O Bolsonarismo pelo olhar de Carl Schmitt, o Jurista do Nazismo

Por Fabiano Felix do Nascimento

Desde o início da pandemia do novo Coronavírus estamos assistindo ao crescimento do radicalismo ideológico promovido pelo Presidente Bolsonaro e por seus seguidores. O nível de intolerância, provocação e desprezo pelas instituições democráticas vêm crescendo a cada dia, com pronunciamentos e ações provocativos do mandatário da nação que por conseguinte acabam estimulando manifestações de rua com inúmeras aglomerações de seus apoiadores[1], justamente no momento em que a comunidade científica internacional capitaneada pela Organização Mundial de Saúde – OMS e o próprio Ministério da Saúde defendem que o distanciamento social é a melhor forma de prevenção contra a COVID-19. Resta assim cada vez mais evidente que a estratégia de Bolsonaro se constitui em manter aquecida a polarização da campanha presidencial de 2018, entre os inimigos que naquele momento foram escolhidos para serem combatidos estavem a esquerda; o comunismo; as questões de gênero entre outras pautas conservadoras.
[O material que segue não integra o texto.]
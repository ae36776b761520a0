//! Analytics aggregation for the folio dashboard.
//!
//! One merge round fans out to the polled sources, waits for every request
//! to settle, and folds the successful results into the owned
//! [`DashboardState`] in fixed source order. The [`PollingScheduler`] repeats
//! rounds on a fixed period and is the only code that mutates the state.

pub mod fanout;
pub mod merge;
pub mod scheduler;
pub mod state;

pub use fanout::{fetch_round, settle_all, AnalyticsFeed, AnalyticsSource, SettledSource, SourcePayload};
pub use merge::merge_round;
pub use scheduler::{PollingScheduler, SchedulerHandle, SchedulerStatus, DEFAULT_POLL_INTERVAL};
pub use state::DashboardState;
Vencida a eleição presidencial e praticamente chegando-se à metade do mandato, nota-se que uma nova estratégia se configura. Em primeiro plano está a indicação de novos inimigos do Bolsonarismo, que ao seu turno, devem ser combatidos pois estão “atrapalhando” o governo, são eles: o STF; o Congresso Nacional; os Governadores e Prefeitos que combatem o Coronavírus por meio do isolamento social. Em segundo plano está a premente necessidade de o Presidente, alguns de seus Ministros – em especial o General Heleno -, e alguns parlamentares radicais – de sua base de apoio – apontarem crescentes crises institucionais sob a alegação de desarmonia e invasão de competência entre os poderes, fato que – na visão tresloucada dessas figuras públicas – teria o condão de ensejar uma intervenção militar com base o Art. 142 da Constituição Federal, em outras palavras, apostam na decretação de um Estado de Exceção com a falsa premissa de que as forças armadas estabeleceriam a ordem constitucional[2].
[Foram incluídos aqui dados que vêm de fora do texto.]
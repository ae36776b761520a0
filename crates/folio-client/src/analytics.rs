//! Typed fetches for the three polled analytics sources.

use folio_core::PublishedPost;

use crate::client::{decode, DashboardClient};
use crate::endpoint::Endpoint;
use crate::error::{SourceError, SourceResult};
use crate::types::{MetricsEnvelope, OverviewEnvelope, PortfolioMetrics, PostsEnvelope, SocialOverview};

impl DashboardClient {
    /// Fetches aggregate portfolio metrics.
    ///
    /// A body without `data` yields empty metrics, which leave every field
    /// unchanged when merged.
    ///
    /// # Errors
    ///
    /// Returns [`SourceError`] on any fetch or shape failure.
    pub async fn fetch_portfolio_metrics(&self) -> SourceResult<PortfolioMetrics> {
        let endpoint = Endpoint::PortfolioMetrics;
        let body = self.fetch(endpoint).await?;
        let envelope: MetricsEnvelope = decode(endpoint, body)?;
        Ok(envelope.data.unwrap_or_default())
    }

    /// Fetches the social-media overview.
    ///
    /// # Errors
    ///
    /// Returns [`SourceError`] on any fetch or shape failure, including a
    /// missing or false `success` flag.
    pub async fn fetch_social_overview(&self) -> SourceResult<SocialOverview> {
        let endpoint = Endpoint::SocialMediaOverview;
        let body = self.fetch(endpoint).await?;
        let envelope: OverviewEnvelope = decode(endpoint, body)?;
        Ok(envelope.overview.unwrap_or_default())
    }

    /// Fetches the most recent published posts, up to the configured limit.
    ///
    /// # Errors
    ///
    /// Returns [`SourceError`] on any fetch or shape failure, or if the body
    /// carries no `posts` array.
    pub async fn fetch_published_posts(&self) -> SourceResult<Vec<PublishedPost>> {
        let endpoint = Endpoint::PublishedPosts {
            limit: self.published_posts_limit(),
        };
        let body = self.fetch(endpoint).await?;
        let envelope: PostsEnvelope = decode(endpoint, body)?;
        envelope.posts.ok_or(SourceError::MissingField {
            context: endpoint.name().to_string(),
            field: "posts",
        })
    }
}
use serde_json::json;

use super::*;

fn test_client() -> DashboardClient {
    DashboardClient::with_base_urls("http://api.local:5000", "http://app.local:5173/", 30)
        .expect("client construction should not fail")
}

#[test]
fn url_for_resolves_identity_against_api_base() {
    let client = test_client();
    assert_eq!(
        client.url_for(Endpoint::CurrentUser).as_str(),
        "http://api.local:5000/api/auth/me"
    );
}

#[test]
fn url_for_resolves_analytics_against_app_origin() {
    let client = test_client();
    assert_eq!(
        client.url_for(Endpoint::PortfolioMetrics).as_str(),
        "http://app.local:5173/api/dashboard/portfolio-metrics"
    );
    assert_eq!(
        client
            .url_for(Endpoint::PublishedPosts { limit: 10 })
            .as_str(),
        "http://app.local:5173/api/analytics/published-posts?limit=10"
    );
}

#[test]
fn url_for_keeps_base_path_prefix() {
    let client = DashboardClient::with_base_urls("https://example.com/backend", "https://example.com", 30)
        .expect("client construction should not fail");
    assert_eq!(
        client.url_for(Endpoint::Projects).as_str(),
        "https://example.com/backend/api/projects"
    );
}

#[test]
fn invalid_base_url_is_rejected() {
    let result = DashboardClient::with_base_urls("not a url", "http://app.local", 30);
    assert!(matches!(result, Err(ClientError::InvalidBaseUrl { .. })));
}

#[test]
fn session_cookie_with_newline_is_rejected() {
    let result = test_client().with_session_cookie("sid=abc\nx");
    assert!(matches!(result, Err(ClientError::InvalidSessionCookie)));
}

#[test]
fn truthiness_follows_loose_rules() {
    assert!(is_truthy(&json!(true)));
    assert!(is_truthy(&json!(1)));
    assert!(is_truthy(&json!("ok")));
    assert!(is_truthy(&json!({})));
    assert!(!is_truthy(&json!(false)));
    assert!(!is_truthy(&json!(0)));
    assert!(!is_truthy(&json!("")));
    assert!(!is_truthy(&json!(null)));
}

#[test]
fn check_success_requires_flag_where_contracted() {
    let body = json!({ "overview": {} });
    let err = DashboardClient::check_success(Endpoint::SocialMediaOverview, &body).unwrap_err();
    assert!(matches!(err, SourceError::Unsuccessful { .. }));
}

#[test]
fn check_success_tolerates_missing_flag_for_metrics() {
    let body = json!({ "data": { "totalReach": 1 } });
    assert!(DashboardClient::check_success(Endpoint::PortfolioMetrics, &body).is_ok());
}

#[test]
fn check_success_rejects_false_flag_for_metrics() {
    let body = json!({ "success": false, "message": "metrics unavailable" });
    let err = DashboardClient::check_success(Endpoint::PortfolioMetrics, &body).unwrap_err();
    assert!(
        matches!(err, SourceError::Unsuccessful { ref reason, .. } if reason == "metrics unavailable"),
        "unexpected error: {err:?}"
    );
}
//! Plain-text rendering of the dashboard for the terminal.

use folio_analytics::DashboardState;
use folio_core::{stat_cards, IdentityBadge, StatCard};

pub(crate) fn print_dashboard(state: &DashboardState) {
    for card in stat_cards(&state.analytics) {
        println!("{}", card_line(&card));
    }

    let recent = &state.analytics.recent_projects;
    if !recent.is_empty() {
        println!("Recent projects:");
        for project in recent {
            println!("  - {}", project.name);
        }
    }
    println!("Published posts loaded: {}", state.published_posts.len());
    println!();
}

pub(crate) fn print_identity(badge: &IdentityBadge) {
    println!("{}", identity_line(badge));
}

fn card_line(card: &StatCard) -> String {
    match &card.change {
        Some(change) => format!("{:<16} {:>12}  ({change})", card.title, card.value),
        None => format!("{:<16} {:>12}", card.title, card.value),
    }
}

fn identity_line(badge: &IdentityBadge) -> String {
    let mut line = format!("[{}] {}", badge.initial, badge.display_name);
    if let Some(handle) = &badge.handle {
        line.push(' ');
        line.push_str(handle);
    }
    if let Some(avatar) = &badge.avatar {
        line.push_str(&format!(" <{avatar}>"));
    }
    line
}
Pretendemos interpretar essas duas estratégias bolsonaristas à luz do pensamento de Carl Schmitt (1888 – 1995) que foi um controverso jurista, conservador, alemão que no período de 1921 a 1932, portanto anteriormente à chegada dos nazistas ao poder (1933), já havia publicado três de suas obras mais importantes: A Ditadura (1921); Teologia Política (1922) e O Conceito do Político (1932)[3].

Schmitt foi um dos professores universitários que aparentemente foram seduzidos pelas possibilidades de ascensão de suas carreiras diante do Estado nacional-socialista que se iniciava. Em maio de 1933, juntamente com diversos outros intelectuais e cientistas, filiou-se ao partido nazista, chegando rapidamente ao posto de Konjurist (jurista do Reich)[4].
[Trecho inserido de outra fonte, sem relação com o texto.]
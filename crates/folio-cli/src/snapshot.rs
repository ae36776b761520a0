//! `folio snapshot`: one merge round plus one projects load, printed as JSON.

use folio_analytics::{fetch_round, merge_round, AnalyticsSource, DashboardState};
use folio_client::{DashboardClient, ProjectsLoader};
use folio_core::AppConfig;

pub(crate) async fn run_snapshot(config: &AppConfig, pretty: bool) -> anyhow::Result<()> {
    let client = DashboardClient::new(config)?;
    let projects = ProjectsLoader::new(&client);

    let (round, digest) = tokio::join!(
        fetch_round(&client, &AnalyticsSource::ALL),
        projects.load()
    );

    let mut state = merge_round(DashboardState::default(), &round);
    match digest {
        Ok(digest) => digest.apply_to(&mut state.analytics),
        Err(e) => tracing::warn!(kind = %e.kind(), error = %e, "projects load failed"),
    }

    let json = if pretty {
        serde_json::to_string_pretty(&state)?
    } else {
        serde_json::to_string(&state)?
    };
    println!("{json}");
    Ok(())
}
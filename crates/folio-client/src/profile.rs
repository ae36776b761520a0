//! Identity loading and the local profile cache.
//!
//! The identity feeds a side display only; it never enters the analytics
//! view model. Each successful fetch mirrors the raw `user` record to disk
//! so the next start can paint something before the network answers.

use std::path::PathBuf;

use folio_core::UserProfile;
use serde_json::Value;

use crate::client::{decode, DashboardClient};
use crate::endpoint::Endpoint;
use crate::error::{CacheError, SourceError, SourceResult};
use crate::types::UserEnvelope;

/// Fixed key the user record is stored under.
pub const PROFILE_CACHE_KEY: &str = "user";

impl DashboardClient {
    /// Fetches the raw `user` record of the signed-in user.
    ///
    /// # Errors
    ///
    /// Returns [`SourceError`] if the fetch fails or the body has no `user`.
    pub async fn fetch_current_user(&self) -> SourceResult<Value> {
        let endpoint = Endpoint::CurrentUser;
        let body = self.fetch(endpoint).await?;
        let envelope: UserEnvelope = decode(endpoint, body)?;
        envelope.user.ok_or(SourceError::MissingField {
            context: endpoint.name().to_string(),
            field: "user",
        })
    }
}

/// Durable local mirror of the last fetched user record.
///
/// Not a source of truth: a missing or unreadable entry simply means there
/// is nothing to show until the next fetch.
#[derive(Debug, Clone)]
pub struct ProfileCache {
    dir: PathBuf,
}

impl ProfileCache {
    #[must_use]
    pub fn new(dir: impl Into<PathBuf>) -> Self {
        Self { dir: dir.into() }
    }

    #[must_use]
    pub fn path(&self) -> PathBuf {
        self.dir.join(format!("{PROFILE_CACHE_KEY}.json"))
    }

    /// Writes the record, replacing any previous entry.
    ///
    /// # Errors
    ///
    /// Returns [`CacheError`] if the directory cannot be created or the file
    /// cannot be written.
    pub async fn store(&self, record: &Value) -> Result<(), CacheError> {
        tokio::fs::create_dir_all(&self.dir).await?;
        let bytes = serde_json::to_vec_pretty(record)?;
        let path = self.path();
        let tmp = path.with_extension("json.tmp");
        tokio::fs::write(&tmp, bytes).await?;
        tokio::fs::rename(&tmp, &path).await?;
        Ok(())
    }

    /// Reads the cached profile, if any.
    pub async fn load(&self) -> Option<UserProfile> {
        let path = self.path();
        let bytes = match tokio::fs::read(&path).await {
            Ok(b) => b,
            Err(e) if e.kind() == std::io::ErrorKind::NotFound => return None,
            Err(e) => {
                tracing::warn!(path = %path.display(), error = %e, "profile cache unreadable");
                return None;
            }
        };
        match serde_json::from_slice::<UserProfile>(&bytes) {
            Ok(profile) => Some(profile),
            Err(e) => {
                tracing::warn!(path = %path.display(), error = %e, "profile cache is corrupt; ignoring");
                None
            }
        }
    }
}

/// Loads the signed-in user's identity and mirrors it into the cache.
pub struct ProfileLoader<'a> {
    client: &'a DashboardClient,
    cache: &'a ProfileCache,
}

impl<'a> ProfileLoader<'a> {
    #[must_use]
    pub fn new(client: &'a DashboardClient, cache: &'a ProfileCache) -> Self {
        Self { client, cache }
    }

    /// Fetches the current user and caches the raw record.
    ///
    /// A cache write failure is logged and does not fail the load.
    ///
    /// # Errors
    ///
    /// Returns [`SourceError`] if the fetch fails or the `user` record does
    /// not match the profile shape.
    pub async fn load(&self) -> SourceResult<UserProfile> {
        let record = self.client.fetch_current_user().await?;
        let profile: UserProfile = decode(Endpoint::CurrentUser, record.clone())?;

        if let Err(e) = self.cache.store(&record).await {
            tracing::warn!(
                path = %self.cache.path().display(),
                error = %e,
                "failed to mirror user record to cache"
            );
        }
        Ok(profile)
    }

    /// Returns a fresh profile when the fetch succeeds, otherwise whatever
    /// the cache holds.
    pub async fn load_or_cached(&self) -> Option<UserProfile> {
        match self.load().await {
            Ok(profile) => Some(profile),
            Err(e) => {
                tracing::warn!(kind = %e.kind(), error = %e, "profile fetch failed; using cache");
                self.cache.load().await
            }
        }
    }
}
//! Core types and configuration for the folio dashboard.
//!
//! Holds the aggregate view model shared by the client and analytics crates,
//! the environment-driven [`AppConfig`], and the display derivations the
//! dashboard renders from the view model.

pub mod app_config;
pub mod config;
pub mod display;
pub mod snapshot;

use thiserror::Error;

pub use app_config::AppConfig;
pub use config::{load_app_config, load_app_config_from_env};
pub use display::{identity_badge, stat_cards, IdentityBadge, StatCard};
pub use snapshot::{
    AnalyticsSnapshot, PostResult, ProjectSummary, PublishedPost, UserProfile,
    RECENT_PROJECTS_LIMIT,
};

#[derive(Debug, Error)]
pub enum ConfigError {
    #[error("invalid value for {var}: {reason}")]
    InvalidEnvVar { var: String, reason: String },
}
A necessidade de o Presidente Bolsonaro elencar inimigos para que sejam duramente combatidos por seus correligionários (importante destacar que esse combate se dar em todas as frentes, que podem ir desde a divulgação de mensagens de ódio, de fake news, até mesmo à luta armada, como deixou claro Bolsonaro na reunião ministerial – de vinte e dois de abril – ao revelar seu plano de armar a população). Essa estratégia encontra eco no pensamento de Carl Schmitt, naquilo que ele chamou de “O Político”, que se baseia na relação amigo-inimigo.

Para Schmitt existem nas relações humanas dicotomias autônomas que são posições que se opõem mutuamente, por exemplo: no âmbito da Moral se tem o bom e o mau; na estética é o belo e o feio; na economia é o rentável e o não-rentável e no Político se tem o amigo e inimigo. Para Carl Schmitt “O Político” está na distinção entre amigo (FREUND) e inimigo (FEIND)[5], ambas palavras do idioma Alemão, portanto deslocando a teoria de Schmitt para o âmbito social de nossa época, tem-se que “O Político” está na capacidade de a sociedade decidir quem é seu amigo e por conseguinte quem é seu inimigo. Essa dicotomia se consubstancia na busca constante por um inimigo comum que deve ser combatido com extrema intensidade ao ponto de ser necessária sua aniquilação[6].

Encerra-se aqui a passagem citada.